— WORK INSTRUCTION —
Return the run of lines below that opens with the line containing "let mut subdirs: Vec<PathBuf>" and closes with the line containing "Removes one category", keeping each one exact.

— Collected data —
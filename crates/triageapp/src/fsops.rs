//! Filesystem moves shared by relocation, renaming and trashing.
//!
//! Every move is all-or-nothing from the caller's point of view: either the file ends up at
//! the destination and `Ok` is returned, or it is still at its source.

use crate::error::{Result, TriageError};
use std::fs;
use std::io::ErrorKind;
use std::path::{Path, PathBuf};
use uuid::Uuid;

/// Moves `from` to `to`, falling back to copy + delete across filesystems.
/// Refuses to overwrite an existing destination.
pub fn move_file(from: &Path, to: &Path) -> Result<()> {
    if to.exists() {
        return Err(TriageError::Api(format!(
            "Destination already exists: {}",
            to.display()
        )));
    }

    match fs::rename(from, to) {
        Ok(()) => Ok(()),
        Err(e) if e.kind() == ErrorKind::CrossesDevices => copy_then_remove(from, to),
        Err(e) => Err(TriageError::Io(e)),
    }
}

/// Cross-filesystem move. Whatever step fails, the copy at `to` is removed again so neither
/// a partial file nor a duplicate is left behind.
fn copy_then_remove(from: &Path, to: &Path) -> Result<()> {
    if let Err(e) = fs::copy(from, to) {
        let _ = fs::remove_file(to);
        return Err(TriageError::Io(e));
    }
    if let Err(e) = fs::remove_file(from) {
        let _ = fs::remove_file(to);
        return Err(TriageError::Io(e));
    }
    Ok(())
}

/// `dir/file_name`, or `dir/<stem>-<short uuid><ext>` when that is taken.
pub fn unique_destination(dir: &Path, file_name: &str) -> PathBuf {
    let candidate = dir.join(file_name);
    if !candidate.exists() {
        return candidate;
    }

    let path = Path::new(file_name);
    let stem = path
        .file_stem()
        .map(|s| s.to_string_lossy().into_owned())
        .unwrap_or_default();
    let ext = path
        .extension()
        .map(|e| format!(".{}", e.to_string_lossy()))
        .unwrap_or_default();

    loop {
        let suffix = Uuid::new_v4().simple().to_string();
        let candidate = dir.join(format!("{}-{}{}", stem, &suffix[..8], ext));
        if !candidate.exists() {
            return candidate;
        }
    }
}

#[cfg(test)]
mod tests {
    use super::*;
    use tempfile::TempDir;

    #[test]
    fn moves_file() {
        let dir = TempDir::new().unwrap();
        let from = dir.path().join("a.jpg");
        let to = dir.path().join("b.jpg");
        fs::write(&from, b"x").unwrap();

        move_file(&from, &to).unwrap();

        assert!(!from.exists());
        assert_eq!(fs::read(&to).unwrap(), b"x");
    }

    #[test]
    fn refuses_to_overwrite() {
        let dir = TempDir::new().unwrap();
        let from = dir.path().join("a.jpg");
        let to = dir.path().join("b.jpg");
        fs::write(&from, b"new").unwrap();
        fs::write(&to, b"old").unwrap();

        assert!(move_file(&from, &to).is_err());
        assert_eq!(fs::read(&from).unwrap(), b"new");
        assert_eq!(fs::read(&to).unwrap(), b"old");
    }

    #[test]
    fn copy_fallback_moves_file() {
        let dir = TempDir::new().unwrap();
        let from = dir.path().join("a.jpg");
        let to = dir.path().join("b.jpg");
        fs::write(&from, b"x").unwrap();

        copy_then_remove(&from, &to).unwrap();

        assert!(!from.exists());
        assert_eq!(fs::read(&to).unwrap(), b"x");
    }

    #[test]
    fn failed_copy_leaves_nothing_at_destination() {
        let dir = TempDir::new().unwrap();
        // A directory cannot be copied as a file.
        let from = dir.path().join("album.jpg");
        fs::create_dir(&from).unwrap();
        let to = dir.path().join("out.jpg");

        assert!(copy_then_remove(&from, &to).is_err());
        assert!(!to.exists());
        assert!(from.is_dir());

        // A later move onto the same name does not see a conflict.
        let src = dir.path().join("c.jpg");
        fs::write(&src, b"c").unwrap();
        move_file(&src, &to).unwrap();
        assert_eq!(fs::read(&to).unwrap(), b"c");
    }

    #[test]
    fn unique_destination_avoids_collisions() {
        let dir = TempDir::new().unwrap();
        assert_eq!(
            unique_destination(dir.path(), "a.jpg"),
            dir.path().join("a.jpg")
        );

        fs::write(dir.path().join("a.jpg"), b"x").unwrap();
        let alt = unique_destination(dir.path(), "a.jpg");
        assert_ne!(alt, dir.path().join("a.jpg"));
        assert!(alt.file_name().unwrap().to_string_lossy().starts_with("a-"));
        assert_eq!(alt.extension().unwrap(), "jpg");
    }
}
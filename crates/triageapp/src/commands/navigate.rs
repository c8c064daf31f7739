use crate::commands::{CmdMessage, CmdResult};
use crate::task::Task;

/// Marks the current item reviewed.
pub fn next(task: &mut Task) -> CmdResult {
    match task.advance() {
        Some(item) => {
            let path = item.path().to_path_buf();
            let mut result = CmdResult::default()
                .with_affected_items(vec![path])
                .modified();
            if task.is_exhausted() {
                result.add_message(CmdMessage::success("All files reviewed"));
            }
            result
        }
        None => CmdResult::default().with_message(CmdMessage::info("No more files to review")),
    }
}

/// Returns the most recently reviewed item to the front of the queue.
pub fn previous(task: &mut Task) -> CmdResult {
    match task.undo() {
        Some(item) => CmdResult::default()
            .with_affected_items(vec![item.path().to_path_buf()])
            .modified(),
        None => CmdResult::default().with_message(CmdMessage::info("Nothing to go back to")),
    }
}
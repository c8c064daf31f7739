use crate::commands::{CmdMessage, CmdResult};
use crate::error::Result;
use crate::metadata::{self, MediaProbe};
use crate::task::Task;
use serde::Serialize;
use std::path::PathBuf;

/// Snapshot of a task's progress.
#[derive(Debug, Clone, PartialEq, Serialize)]
pub struct TaskStatus {
    pub remaining: usize,
    pub reviewed: usize,
    pub init_file_count: Option<usize>,
    pub percent_complete: Option<f64>,
    pub current: Option<PathBuf>,
    pub last_reviewed: Option<PathBuf>,
    pub record_path: Option<PathBuf>,
    pub source_root: Option<PathBuf>,
    pub category_count: usize,
}

impl TaskStatus {
    pub fn of(task: &Task) -> Self {
        Self {
            remaining: task.size(),
            reviewed: task.reviewed_size(),
            init_file_count: task.init_file_count(),
            percent_complete: task.percent_complete(),
            current: task.current().map(|i| i.path().to_path_buf()),
            last_reviewed: task.last_reviewed().map(|i| i.path().to_path_buf()),
            record_path: task.record_path().map(|p| p.to_path_buf()),
            source_root: task.source_root().map(|p| p.to_path_buf()),
            category_count: task.categories().len(),
        }
    }
}

pub fn run(task: &Task) -> CmdResult {
    CmdResult {
        status: Some(TaskStatus::of(task)),
        ..Default::default()
    }
}

/// Details of the current item, probing it on first use.
pub fn show(task: &mut Task, probe: &dyn MediaProbe) -> Result<CmdResult> {
    let Some(item) = task.current_mut() else {
        return Ok(CmdResult::default().with_message(CmdMessage::info("Nothing left to review")));
    };
    let info = metadata::describe(item, probe)?;
    Ok(CmdResult {
        affected_items: vec![info.path.clone()],
        file_info: Some(info),
        ..Default::default()
    })
}

#[cfg(test)]
mod tests {
    use super::*;
    use crate::metadata::ImageHeaderProbe;
    use crate::model::Dimensions;
    use crate::test_utils::TestEnv;

    #[test]
    fn status_tracks_progress() {
        let env = TestEnv::new();
        let mut task = env.task(&["a.jpg", "b.jpg", "c.mp4", "d.png"]);
        task.advance();

        let status = run(&task).status.unwrap();

        assert_eq!(status.remaining, 3);
        assert_eq!(status.reviewed, 1);
        assert_eq!(status.init_file_count, Some(4));
        assert_eq!(status.percent_complete, Some(25.0));
        assert_eq!(status.current, Some(env.path("media/b.jpg")));
        assert_eq!(status.last_reviewed, Some(env.path("media/a.jpg")));
        assert_eq!(status.source_root, Some(env.path("media")));
        assert_eq!(status.record_path, None);
    }

    #[test]
    fn show_probes_current_image() {
        let env = TestEnv::new();
        let mut task = env.task(&["d.png"]);

        let result = show(&mut task, &ImageHeaderProbe).unwrap();

        let info = result.file_info.unwrap();
        assert_eq!(info.name, "d.png");
        assert_eq!(
            info.dimensions,
            Some(Dimensions {
                width: 1,
                height: 1
            })
        );
        assert!(task.current().unwrap().probed().is_some());
    }

    #[test]
    fn show_on_exhausted_task_is_informational() {
        let env = TestEnv::new();
        let mut task = env.task(&["a.jpg"]);
        task.advance();
        let result = show(&mut task, &ImageHeaderProbe).unwrap();
        assert!(result.file_info.is_none());
        assert_eq!(result.messages.len(), 1);
    }
}
use crate::commands::{CmdMessage, CmdResult};
use crate::error::{Result, TriageError};
use crate::model::Category;
use crate::task::Task;
use std::fs;
use std::path::{Path, PathBuf};

fn existing_dir(path: &Path) -> Result<PathBuf> {
    if !path.is_dir() {
        return Err(TriageError::Api(format!(
            "Not a directory: {}",
            path.display()
        )));
    }
    Ok(std::path::absolute(path)?)
}

fn dir_name(path: &Path) -> String {
    path.file_name()
        .map(|n| n.to_string_lossy().into_owned())
        .unwrap_or_else(|| path.display().to_string())
}

/// Registers `path` as a category. A missing or blank name defaults to the directory's own
/// name.
pub fn add(task: &mut Task, name: Option<&str>, path: &Path) -> Result<CmdResult> {
    let path = existing_dir(path)?;
    let name = match name.map(str::trim) {
        Some(n) if !n.is_empty() => n.to_string(),
        _ => dir_name(&path),
    };

    let category = Category::new(name, path);
    task.add_categories([category.clone()]);
    Ok(CmdResult::default()
        .with_message(CmdMessage::success(format!(
            "Added category {} -> {}",
            category.name,
            category.path.display()
        )))
        .with_listed_categories(vec![category])
        .modified())
}

/// Replaces the registry with one category per sub-directory of `dir`. Leaves the registry
/// alone when `dir` has none.
pub fn from_dir(task: &mut Task, dir: &Path) -> Result<CmdResult> {
    let dir = existing_dir(dir)?;

    let mut subdirs: Vec<PathBuf> = fs::read_dir(&dir)?
        .filter_map(|e| e.ok())
        .map(|e| e.path())
        .filter(|p| p.is_dir())
        .collect();
    subdirs.sort();

    if subdirs.is_empty() {
        return Ok(CmdResult::default().with_message(CmdMessage::info(format!(
            "No sub-directories in {}; categories unchanged",
            dir.display()
        ))));
    }

    let categories: Vec<Category> = subdirs
        .into_iter()
        .map(|p| Category::new(dir_name(&p), p))
        .collect();
    let count = categories.len();

    task.clear_categories();
    task.add_categories(categories.clone());

    Ok(CmdResult::default()
        .with_message(CmdMessage::success(format!(
            "Replaced categories with {} from {}",
            count,
            dir.display()
        )))
        .with_listed_categories(categories)
        .modified())
}

/// Removes one category matching both `name` and `path`.
pub fn remove(task: &mut Task, name: &str, path: &Path) -> Result<CmdResult> {
    let path = std::path::absolute(path)?;
    match task.remove_category(&Category::new(name, path.clone())) {
        Some(removed) => Ok(CmdResult::default()
            .with_message(CmdMessage::success(format!("Removed category {}", removed.name)))
            .modified()),
        None => Ok(CmdResult::default().with_message(CmdMessage::info(format!(
            "No category {} -> {}",
            name,
            path.display()
        )))),
    }
}

pub fn clear(task: &mut Task) -> CmdResult {
    if task.categories().is_empty() {
        return CmdResult::default().with_message(CmdMessage::info("No categories to clear"));
    }
    let count = task.categories().len();
    task.clear_categories();
    CmdResult::default()
        .with_message(CmdMessage::success(format!("Removed {} categories", count)))
        .modified()
}

/// Name-sorted categories matching `filter` word-by-word.
pub fn list(task: &Task, filter: &str) -> CmdResult {
    let listed: Vec<Category> = task
        .categories()
        .filter(filter)
        .into_iter()
        .cloned()
        .collect();
    CmdResult::default().with_listed_categories(listed)
}
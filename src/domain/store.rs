//! Store trait definitions

use async_trait::async_trait;

use super::{Cart, DomainResult, Item, ItemFilter, ItemPatch, User};

/// Durable record of users, items and carts.
///
/// The store is the aggregate root: services hold no state of their own and
/// every operation here is atomic with respect to the others.
#[async_trait]
pub trait Store: Send + Sync {
    // User operations
    /// Insert or replace by id. Fails with `Conflict` when the email is
    /// already held (case-insensitively) by a different user.
    async fn upsert_user(&self, user: User) -> DomainResult<User>;
    /// Case-insensitive exact match on email
    async fn find_user_by_email(&self, email: &str) -> DomainResult<Option<User>>;
    async fn get_user_by_id(&self, id: &str) -> DomainResult<Option<User>>;

    // Item operations
    /// No filter → full list in insertion order
    async fn list_items(&self, filter: &ItemFilter) -> DomainResult<Vec<Item>>;
    async fn get_item(&self, id: &str) -> DomainResult<Option<Item>>;
    async fn create_item(&self, item: Item) -> DomainResult<Item>;
    /// Merges patch fields over the existing record; `None` if the id is unknown
    async fn update_item(&self, id: &str, patch: ItemPatch) -> DomainResult<Option<Item>>;
    /// Returns whether a record was removed
    async fn delete_item(&self, id: &str) -> DomainResult<bool>;

    // Cart operations
    /// Returns the existing cart or creates-and-persists an empty one
    async fn get_cart(&self, user_id: &str) -> DomainResult<Cart>;
    async fn save_cart(&self, cart: Cart) -> DomainResult<Cart>;
}
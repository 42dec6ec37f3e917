//! Password hashing utilities

use bcrypt::{hash, verify, DEFAULT_COST};

/// Hash a password using bcrypt
pub fn hash_password(password: &str) -> Result<String, bcrypt::BcryptError> {
    hash(password, DEFAULT_COST)
}

/// Verify a password against a hash
pub fn verify_password(password: &str, hash: &str) -> Result<bool, bcrypt::BcryptError> {
    verify(password, hash)
}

— RESPONSE —
    let mut subdirs: Vec<PathBuf> = fs::read_dir(&dir)?
        .filter_map(|e| e.ok())
        .map(|e| e.path())
        .filter(|p| p.is_dir())
        .collect();
    subdirs.sort();

    if subdirs.is_empty() {
        return Ok(CmdResult::default().with_message(CmdMessage::info(format!(
            "No sub-directories in {}; categories unchanged",
            dir.display()
        ))));
    }

    let categories: Vec<Category> = subdirs
        .into_iter()
        .map(|p| Category::new(dir_name(&p), p))
        .collect();
    let count = categories.len();

    task.clear_categories();
    task.add_categories(categories.clone());

    Ok(CmdResult::default()
        .with_message(CmdMessage::success(format!(
            "Replaced categories with {} from {}",
            count,
            dir.display()
        )))
        .with_listed_categories(categories)
        .modified())
}

/// Removes one category matching both `name` and `path`.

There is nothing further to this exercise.